Отвыкшая от путешествия на лошадях, после 70 верст я чувствовала себя совершенно разбитой. Сестра поспешила уложить меня на диванчике почтовой станции, где мы нашли первый приют. Но едва мы стали устраиваться, вошел стражник и, заложив руки за спину, стал греться у печки.

— Что вам тут надо? — спросила Ольга.

— Приказано быть при вас, — отвечал стражник.

Сестра вскипела и тотчас отправилась на въезжую, где остановился исправник.

После споров и перекоров стражник в исполнении своих обязанностей был введен в должные границы.

Надо сказать, что вопрос о стражниках поднимался еще в Архангельске: исправник объявил сестре, что в Нёноксе стражники будут по очереди дежурить в моей квартире день и ночь.

Этого сестра уж никак не могла допустить: пусть стражники днюют и ночуют у дверей дома, где я буду жить, но в квартиру к себе мы их не пустим.

Она таки отвоевала это, хотя исправник и взывал к нашему чувству гуманности, указывая на 35-40-градусные морозы Архангельской губернии, от которых, при наружном наблюдении, могли пострадать стражники.

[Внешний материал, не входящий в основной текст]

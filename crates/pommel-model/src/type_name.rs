//! Type references as the host reports them.
//!
//! [`ClassName`] keeps the package and the chain of nested simple names apart,
//! which is what the renderer needs to name generated types and to decide
//! imports. [`TypeName`] adds primitives, arrays and parameterized types.
//!
//! Both parse from and display as the usual dotted text form:
//!
//! | Text | Parsed as |
//! |------|-----------|
//! | `int` | [`TypeName::Primitive`] |
//! | `java.lang.String` | [`TypeName::Class`] |
//! | `test.Outer$Inner` or `test.Outer.Inner` | nested [`ClassName`] |
//! | `java.util.List<java.lang.String>` | [`TypeName::Parameterized`] |
//! | `byte[]` | [`TypeName::Array`] |
//!
//! Package segments are told apart from class names by case: leading segments
//! starting with a lowercase letter form the package.

use crate::error::{ModelError, ModelResult};
use serde::{Deserialize, Serialize};
use std::fmt;
use std::str::FromStr;

/// A fully-qualified, possibly nested, class name.
#[derive(Debug, Clone, PartialEq, Eq, Hash, PartialOrd, Ord, Serialize, Deserialize)]
#[serde(try_from = "String", into = "String")]
pub struct ClassName {
    package: String,
    simple_names: Vec<String>,
}

impl ClassName {
    /// Create a top-level class name.
    pub fn new(package: impl Into<String>, simple_name: impl Into<String>) -> Self {
        Self {
            package: package.into(),
            simple_names: vec![simple_name.into()],
        }
    }

    /// Create a class name from a package and the chain of simple names,
    /// outermost first.
    pub fn nested(package: impl Into<String>, simple_names: Vec<String>) -> ModelResult<Self> {
        let package = package.into();
        if simple_names.is_empty() || simple_names.iter().any(String::is_empty) {
            return Err(ModelError::invalid_type_name(
                &format!("{package}.{}", simple_names.join("$")),
                "class names must be non-empty",
            ));
        }
        Ok(Self {
            package,
            simple_names,
        })
    }

    /// Split dotted text into package and class names.
    pub fn best_guess(text: &str) -> ModelResult<Self> {
        let text = text.trim();
        let mut package = Vec::new();
        let mut simple_names = Vec::new();

        for segment in text.split('.') {
            if segment.is_empty() {
                return Err(ModelError::invalid_type_name(text, "empty name segment"));
            }
            if !is_identifier(segment) {
                return Err(ModelError::invalid_type_name(
                    text,
                    format!("'{segment}' is not a valid identifier"),
                ));
            }

            if simple_names.is_empty() && segment.starts_with(|c: char| c.is_lowercase()) {
                package.push(segment);
                continue;
            }

            for name in segment.split('$') {
                if name.is_empty() {
                    return Err(ModelError::invalid_type_name(text, "empty nested class name"));
                }
                simple_names.push(name.to_string());
            }
        }

        if simple_names.is_empty() {
            return Err(ModelError::invalid_type_name(
                text,
                "no class name found (class names start with an uppercase letter)",
            ));
        }

        Ok(Self {
            package: package.join("."),
            simple_names,
        })
    }

    /// The package, empty for the default package.
    pub fn package(&self) -> &str {
        &self.package
    }

    /// The innermost simple name.
    pub fn simple_name(&self) -> &str {
        self.simple_names
            .last()
            .map(String::as_str)
            .unwrap_or_default()
    }

    /// All simple names, outermost first.
    pub fn simple_names(&self) -> &[String] {
        &self.simple_names
    }

    /// The directly enclosing class, if this class is nested.
    pub fn enclosing_class_name(&self) -> Option<ClassName> {
        if self.simple_names.len() < 2 {
            return None;
        }
        Some(Self {
            package: self.package.clone(),
            simple_names: self.simple_names[..self.simple_names.len() - 1].to_vec(),
        })
    }

    /// The outermost class of the nesting chain.
    pub fn top_level_class_name(&self) -> ClassName {
        Self {
            package: self.package.clone(),
            simple_names: self.simple_names[..1].to_vec(),
        }
    }

    /// A class nested directly inside this one.
    pub fn nested_class(&self, name: impl Into<String>) -> ClassName {
        let mut simple_names = self.simple_names.clone();
        simple_names.push(name.into());
        Self {
            package: self.package.clone(),
            simple_names,
        }
    }

    /// A class beside this one: same package and enclosing class.
    pub fn peer_class(&self, name: impl Into<String>) -> ClassName {
        let mut simple_names = self.simple_names.clone();
        simple_names.pop();
        simple_names.push(name.into());
        Self {
            package: self.package.clone(),
            simple_names,
        }
    }

    /// Source-level name: `a.b.Outer.Inner`.
    pub fn canonical_name(&self) -> String {
        self.qualified(&self.simple_names.join("."))
    }

    /// Binary name: `a.b.Outer$Inner`.
    pub fn reflection_name(&self) -> String {
        self.qualified(&self.simple_names.join("$"))
    }

    fn qualified(&self, names: &str) -> String {
        if self.package.is_empty() {
            names.to_string()
        } else {
            format!("{}.{}", self.package, names)
        }
    }
}

fn is_identifier(segment: &str) -> bool {
    let mut chars = segment.chars();
    match chars.next() {
        Some(first) if first.is_alphabetic() || first == '_' || first == '$' => {
            chars.all(|c| c.is_alphanumeric() || c == '_' || c == '$')
        }
        _ => false,
    }
}

impl fmt::Display for ClassName {
    fn fmt(&self, f: &mut fmt::Formatter<'_>) -> fmt::Result {
        f.write_str(&self.canonical_name())
    }
}

impl FromStr for ClassName {
    type Err = ModelError;

    fn from_str(s: &str) -> Result<Self, Self::Err> {
        Self::best_guess(s)
    }
}

impl TryFrom<String> for ClassName {
    type Error = ModelError;

    fn try_from(value: String) -> Result<Self, Self::Error> {
        Self::best_guess(&value)
    }
}

impl From<ClassName> for String {
    fn from(value: ClassName) -> Self {
        value.canonical_name()
    }
}

/// Primitive types, including `void` for function return types.
#[derive(Debug, Clone, Copy, PartialEq, Eq, Hash)]
pub enum Primitive {
    Boolean,
    Byte,
    Short,
    Int,
    Long,
    Char,
    Float,
    Double,
    Void,
}

impl Primitive {
    /// The Java keyword for this primitive.
    pub fn keyword(&self) -> &'static str {
        match self {
            Primitive::Boolean => "boolean",
            Primitive::Byte => "byte",
            Primitive::Short => "short",
            Primitive::Int => "int",
            Primitive::Long => "long",
            Primitive::Char => "char",
            Primitive::Float => "float",
            Primitive::Double => "double",
            Primitive::Void => "void",
        }
    }

    pub fn from_keyword(keyword: &str) -> Option<Self> {
        match keyword {
            "boolean" => Some(Primitive::Boolean),
            "byte" => Some(Primitive::Byte),
            "short" => Some(Primitive::Short),
            "int" => Some(Primitive::Int),
            "long" => Some(Primitive::Long),
            "char" => Some(Primitive::Char),
            "float" => Some(Primitive::Float),
            "double" => Some(Primitive::Double),
            "void" => Some(Primitive::Void),
            _ => None,
        }
    }
}

/// Any type a construct can declare.
#[derive(Debug, Clone, PartialEq, Eq, Hash, Serialize, Deserialize)]
#[serde(try_from = "String", into = "String")]
pub enum TypeName {
    /// A primitive type.
    Primitive(Primitive),

    /// A plain class or interface.
    Class(ClassName),

    /// A generic class with type arguments.
    Parameterized {
        raw: ClassName,
        arguments: Vec<TypeName>,
    },

    /// An array of the component type.
    Array(Box<TypeName>),
}

impl TypeName {
    /// Parse the textual form of a type.
    pub fn parse(text: &str) -> ModelResult<Self> {
        let trimmed = text.trim();
        if trimmed.is_empty() {
            return Err(ModelError::invalid_type_name(text, "empty type"));
        }

        if let Some(component) = trimmed.strip_suffix("[]") {
            return Ok(TypeName::Array(Box::new(Self::parse(component)?)));
        }

        if let Some(primitive) = Primitive::from_keyword(trimmed) {
            return Ok(TypeName::Primitive(primitive));
        }

        let Some(open) = trimmed.find('<') else {
            return Ok(TypeName::Class(ClassName::best_guess(trimmed)?));
        };

        let Some(inner) = trimmed[open + 1..].strip_suffix('>') else {
            return Err(ModelError::invalid_type_name(
                trimmed,
                "unbalanced type arguments",
            ));
        };

        let raw = ClassName::best_guess(&trimmed[..open])?;
        let arguments = split_type_arguments(trimmed, inner)?
            .into_iter()
            .map(Self::parse)
            .collect::<ModelResult<Vec<_>>>()?;

        Ok(TypeName::Parameterized { raw, arguments })
    }

    /// The class behind this type, ignoring type arguments.
    pub fn raw_class_name(&self) -> Option<&ClassName> {
        match self {
            TypeName::Class(class) => Some(class),
            TypeName::Parameterized { raw, .. } => Some(raw),
            TypeName::Primitive(_) | TypeName::Array(_) => None,
        }
    }

    pub fn is_primitive(&self) -> bool {
        matches!(self, TypeName::Primitive(_))
    }
}

/// Split `A, B<C, D>` at top-level commas.
fn split_type_arguments<'a>(whole: &str, inner: &'a str) -> ModelResult<Vec<&'a str>> {
    let mut arguments = Vec::new();
    let mut depth = 0usize;
    let mut start = 0;

    for (index, c) in inner.char_indices() {
        match c {
            '<' => depth += 1,
            '>' => {
                depth = depth.checked_sub(1).ok_or_else(|| {
                    ModelError::invalid_type_name(whole, "unbalanced type arguments")
                })?;
            }
            ',' if depth == 0 => {
                arguments.push(&inner[start..index]);
                start = index + 1;
            }
            _ => {}
        }
    }

    if depth != 0 {
        return Err(ModelError::invalid_type_name(
            whole,
            "unbalanced type arguments",
        ));
    }
    arguments.push(&inner[start..]);

    if arguments.iter().any(|a| a.trim().is_empty()) {
        return Err(ModelError::invalid_type_name(whole, "empty type argument"));
    }
    Ok(arguments)
}

impl From<ClassName> for TypeName {
    fn from(value: ClassName) -> Self {
        TypeName::Class(value)
    }
}

impl fmt::Display for TypeName {
    fn fmt(&self, f: &mut fmt::Formatter<'_>) -> fmt::Result {
        match self {
            TypeName::Primitive(primitive) => f.write_str(primitive.keyword()),
            TypeName::Class(class) => write!(f, "{class}"),
            TypeName::Parameterized { raw, arguments } => {
                write!(f, "{raw}<")?;
                for (i, argument) in arguments.iter().enumerate() {
                    if i > 0 {
                        f.write_str(", ")?;
                    }
                    write!(f, "{argument}")?;
                }
                f.write_str(">")
            }
            TypeName::Array(component) => write!(f, "{component}[]"),
        }
    }
}

impl FromStr for TypeName {
    type Err = ModelError;

    fn from_str(s: &str) -> Result<Self, Self::Err> {
        Self::parse(s)
    }
}

impl TryFrom<String> for TypeName {
    type Error = ModelError;

    fn try_from(value: String) -> Result<Self, Self::Error> {
        Self::parse(&value)
    }
}

impl From<TypeName> for String {
    fn from(value: TypeName) -> Self {
        value.to_string()
    }
}

#[cfg(test)]
#[path = "type_name/type_name_tests.rs"]
mod type_name_tests;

На другой день, укутанные как следует, мы отправились с сестрой искать квартиру, и было странно в первый раз идти без жандарма впереди и сзади. Впрочем, в почтительном отдалении шел и теперь один из моих соглядатаев. Посад имел две тысячи жителей, и, когда накануне наша кибитка въехала в улицы, я с любопытством смотрела на дома, большие, двухэтажные, со множеством окон, что особенно обращало внимание в виду холодного климата губернии. «Да это лучше нашего уездного города — Тетюш, как я его помню тридцать лет назад», — сказала я сестре, и мы надеялись без труда найти подходящее помещение для нас.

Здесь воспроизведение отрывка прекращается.